▶ **Work request**
Copy each line below in which the string "FeedbackApp" occurs.

▶ **Raw data**
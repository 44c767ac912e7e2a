//! WASM entry point for the feedback widget.
//!
//! This binary is compiled to WebAssembly via Trunk and mounted to the
//! DOM body.

use feedback_widget::components::FeedbackApp;
use leptos::prelude::*;

fn main() {
    #[cfg(all(target_arch = "wasm32", target_os = "unknown"))]
    console_error_panic_hook::set_once();

    mount_to_body(|| view! { <FeedbackApp /> });
}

▶ **Solved exercise**
use feedback_widget::components::FeedbackApp;
    mount_to_body(|| view! { <FeedbackApp /> });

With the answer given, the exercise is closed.